This one goes out to Ben Bernanke...

And now the lawsuits start

You knew this was only a matter of time...

Merrill hit with shareholder lawsuit over subprime

I'm sure this won't be the only one.

Monday, October 29, 2007

Nightmare on Wall Street

When the Ben Bernanke's FOMC releases their benchmark interest rate decision and statement this Halloween at 2:15PM ET something will die. The big question is, is it going to be the US Dollar or the US stock market? Recent actions indicate that Bernanke wants to be Freddy Kruger this year and shred the US dollar, which is already in free fall, by cutting interest rates. On the other hand, the fed knows inflation is picking up like crazy (look at food and oil prices) and there is always a possibility they could go back to their hawkish bias. A return to hawkish mode would send the stock market into a grave while saving the dollar. We will all be watching at that fateful hour but don't hold your breath for things to be all dreamy after they do whatever it is that they do do.

Disclosure: I am Long FXY (Japanese Yen) Calls, more on that later.

The Euro (redux)

Last weeks strong move by the euro, to new highs is continuing in early trading today. At the time I'm writing this one euro is buying 1.4417 dollars and the high for the day so far is 1.4436. The quote, in terms of dollars purchasing euros is well below the 70 cent figure at 0.6934.

What is unusual so far in todays trading is the lack of a big intra-day move in early European trading. Early morning moves of half or cent or more are common as the European exchanges open for business for the day, and we haven't seen that today.

The continuation of last weeks trading comes on speculation that the Fed will reduce benchmark interest at their Wednesday meeting. News from Europe and Germany in particular indicates that inflation may actually be accelerating, raising expectations that the ECB may be forced to raise rates at the November 8 monetary policy meeting.

In terms of the long-term chart, the euro has broken out of the channel that has been almost two years in the making. This weeks continuation could be considered confirmation of the breakout. In related news, Gold and Light Sweet Crude are trading at long terms highs today, as is the Australian dollar.

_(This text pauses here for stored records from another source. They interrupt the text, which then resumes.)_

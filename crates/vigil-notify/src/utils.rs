//! Utility functions for notification channels

use serde_json::Value;

/// Maximum length of a provider response kept on a delivery attempt
pub const MAX_BODY_LENGTH: usize = 4000;

/// Truncate a string to at most `max_len` bytes, never splitting a character
pub fn truncate_string(s: &str, max_len: usize) -> String {
    if s.len() <= max_len {
        return s.to_string();
    }
    let mut end = max_len;
    while end > 0 && !s.is_char_boundary(end) {
        end -= 1;
    }
    format!("{}... [truncated]", &s[..end])
}

/// Redact sensitive fields from JSON channel configuration
///
/// Replaces values for keys that commonly hold credentials:
/// - password, passwd, pwd
/// - token, access_token, refresh_token
/// - secret, client_secret
/// - api_key, apikey
/// - credentials
pub fn redact_sensitive_json(value: &Value) -> Value {
    match value {
        Value::Object(map) => {
            let mut redacted = serde_json::Map::new();
            for (key, val) in map {
                let key_lower = key.to_lowercase();
                let is_sensitive = key_lower.contains("password")
                    || key_lower.contains("passwd")
                    || key_lower.contains("pwd")
                    || key_lower.contains("token")
                    || key_lower.contains("secret")
                    || key_lower.contains("api_key")
                    || key_lower.contains("apikey")
                    || key_lower.contains("credentials");

                if is_sensitive {
                    redacted.insert(key.clone(), Value::String("***".to_string()));
                } else if val.is_object() || val.is_array() {
                    redacted.insert(key.clone(), redact_sensitive_json(val));
                } else {
                    redacted.insert(key.clone(), val.clone());
                }
            }
            Value::Object(redacted)
        }
        Value::Array(arr) => Value::Array(arr.iter().map(redact_sensitive_json).collect()),
        _ => value.clone(),
    }
}
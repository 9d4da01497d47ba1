#![allow(dead_code)]

use anyhow::Result;
use async_trait::async_trait;
use chrono::{DateTime, TimeZone, Utc};
use serde_json::Value;
use std::path::PathBuf;
use std::sync::{Arc, Mutex, OnceLock};
use tempfile::TempDir;
use vigil_common::clock::ManualClock;
use vigil_common::types::ChannelType;
use vigil_notify::channels::in_app::InAppInbox;
use vigil_notify::error::Result as NotifyResult;
use vigil_notify::plugin::{ChannelPlugin, PluginRegistry};
use vigil_notify::{Deliverer, Delivery, DeliveryReceipt};
use vigil_server::bootstrap::{self, Components};
use vigil_server::config::ServerConfig;
use vigil_server::pipeline::AlertPipeline;

/// One delivery seen by a [`RecordingDeliverer`].
#[derive(Debug, Clone)]
pub struct Recorded {
    pub channel_type: ChannelType,
    pub address: String,
    pub subject: String,
    pub body: String,
}

/// Stands in for an outbound transport and remembers every delivery.
pub struct RecordingDeliverer {
    channel_type: ChannelType,
    log: Arc<Mutex<Vec<Recorded>>>,
}

#[async_trait]
impl Deliverer for RecordingDeliverer {
    async fn deliver(&self, delivery: &Delivery<'_>) -> NotifyResult<DeliveryReceipt> {
        self.log.lock().unwrap().push(Recorded {
            channel_type: self.channel_type,
            address: delivery.address.to_string(),
            subject: delivery.subject.to_string(),
            body: delivery.body.to_string(),
        });
        Ok(DeliveryReceipt {
            response_code: Some(200),
            response_message: None,
        })
    }

    fn channel_type(&self) -> ChannelType {
        self.channel_type
    }
}

struct RecordingPlugin {
    channel_type: ChannelType,
    log: Arc<Mutex<Vec<Recorded>>>,
}

impl ChannelPlugin for RecordingPlugin {
    fn channel_type(&self) -> ChannelType {
        self.channel_type
    }

    fn recipient_type(&self) -> &str {
        "test"
    }

    fn validate_config(&self, _config: &Value) -> NotifyResult<()> {
        Ok(())
    }

    fn create(&self, _instance_id: &str, _config: &Value) -> NotifyResult<Arc<dyn Deliverer>> {
        Ok(Arc::new(RecordingDeliverer {
            channel_type: self.channel_type,
            log: self.log.clone(),
        }))
    }
}

pub const BASE_CONFIG: &str = r#"
[dispatch]
tick_interval_ms = 100

[[channels]]
id = "email-ops"
type = "email"

[[channels]]
id = "sms-ops"
type = "sms"

[[channels]]
id = "hook-ops"
type = "webhook"

[[channels]]
id = "inbox"
type = "in_app"

[[recipients]]
id = "site-lead"
name = "Dana"

[recipients.contacts]
email = "dana@example.com"
sms = "+15550100"
in_app = "dana"

[recipients.severity_thresholds]
critical = ["email", "sms", "in_app"]
high = ["email", "in_app"]
medium = ["email"]

[[rules]]
id = "survey-accuracy"
name = "Survey accuracy degraded"
priority = "high"
event_pattern = "survey.*"
condition = { type = "comparison", field = "accuracy", operator = "lt", value = 0.1 }
actions = [
    { type = "create_alert", title = "Accuracy ${accuracy} at ${location.label}" },
    { type = "notify", recipients = ["site-lead"] },
]

[[rules]]
id = "crane-overload"
name = "Crane overload"
priority = "critical"
event_pattern = "equipment.load"
actions = [
    { type = "notify", recipients = ["site-lead"] },
    { type = "webhook_call", channel_id = "hook-ops", url = "https://ops.example.com/hooks/crane" },
]

[rules.condition]
type = "logical"
operator = "and"
children = [
    { type = "comparison", field = "load_pct", operator = "gt", value = 100 },
    { type = "comparison", field = "kind", operator = "eq", value = "crane" },
]
"#;

pub struct TestContext {
    pub temp_dir: TempDir,
    pub config_path: PathBuf,
    pub clock: Arc<ManualClock>,
    pub components: Components,
    pub pipeline: AlertPipeline,
    pub inbox: InAppInbox,
    log: Arc<Mutex<Vec<Recorded>>>,
}

impl TestContext {
    pub fn recorded(&self) -> Vec<Recorded> {
        self.log.lock().unwrap().clone()
    }

    pub fn recorded_on(&self, channel_type: ChannelType) -> Vec<Recorded> {
        self.recorded()
            .into_iter()
            .filter(|r| r.channel_type == channel_type)
            .collect()
    }
}

pub fn ensure_rustls_provider() {
    static RUSTLS_PROVIDER_INIT: OnceLock<()> = OnceLock::new();
    RUSTLS_PROVIDER_INIT.get_or_init(|| {
        let _ = rustls::crypto::ring::default_provider().install_default();
    });
}

pub fn start_time() -> DateTime<Utc> {
    Utc.with_ymd_and_hms(2026, 3, 2, 9, 30, 0).unwrap()
}

pub fn write_config(dir: &TempDir, content: &str) -> Result<PathBuf> {
    let path = dir.path().join("vigil.toml");
    std::fs::write(&path, content)?;
    Ok(path)
}

/// Loads `BASE_CONFIG` plus `extra` from a temp file and assembles it with
/// email, SMS and webhook transports replaced by recorders.
pub fn build_test_context(extra: &str) -> Result<TestContext> {
    ensure_rustls_provider();
    let temp_dir = tempfile::tempdir()?;
    let config_path = write_config(&temp_dir, &format!("{BASE_CONFIG}\n{extra}"))?;
    let config = ServerConfig::load(&config_path.to_string_lossy())?;

    let log = Arc::new(Mutex::new(Vec::new()));
    let inbox = InAppInbox::default();
    let mut plugins = PluginRegistry::with_builtins(inbox.clone());
    for channel_type in [ChannelType::Email, ChannelType::Sms, ChannelType::Webhook] {
        plugins.register(Box::new(RecordingPlugin {
            channel_type,
            log: log.clone(),
        }));
    }

    let clock = Arc::new(ManualClock::new(start_time()));
    let mut components = bootstrap::assemble_with(&config, &plugins, clock.clone());
    let rules = std::mem::take(&mut components.rules);
    let pipeline = AlertPipeline::new(rules, components.engine.clone(), clock.clone());

    Ok(TestContext {
        temp_dir,
        config_path,
        clock,
        components,
        pipeline,
        inbox,
        log,
    })
}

(disclosure: I am long the euro with FXE march 08 calls.)

Sunday, October 28, 2007

Some Nice Looking Charts

Have I gone mad? (posting only bullish charts this weekend) No, I'm not bearish on every stock out there, just most of them. Each of these stocks has a great growth story and had some recent news to help create a breakout pattern . I don't have time to go into the details on each one, but they are worth looking into. They certainly each have a nice looking chart.

Disclosure: I own ICE and WFR calls.

Saturday, October 27, 2007

LULU Under $50

Looks great for an entry next week but the options aren't cheap. I remember buying the Dec. 55 calls for 40% implied volatility less than a month ago but now they are twice as expensive at 80%. Probably the best way to play LULU here is to short the 50 puts or just go long the stock. However, being the option addict that I am I'll probably just buy some November or December 60 or 65 calls (I sold my previous position). Check out the daily chart above and the implied volatility below since LULU's IPO a few months ago.

Be aware that this is a volatile stock partially due to the growing bear camp on this stock. Technically it could fall as far as its rising 50 dma at $41.3 before ending the current uptrend but there are multiple support levels between here and there. In my opinion the best spot to load up on LULU would be around $47.50 but word is spreading about this stock and people want in so it might not get there. I think any price under $50 is worth nibbling, but really hope I'm not being too greedy here. As always YOU are responsible for your own investment decisions, I'm just telling you what I like.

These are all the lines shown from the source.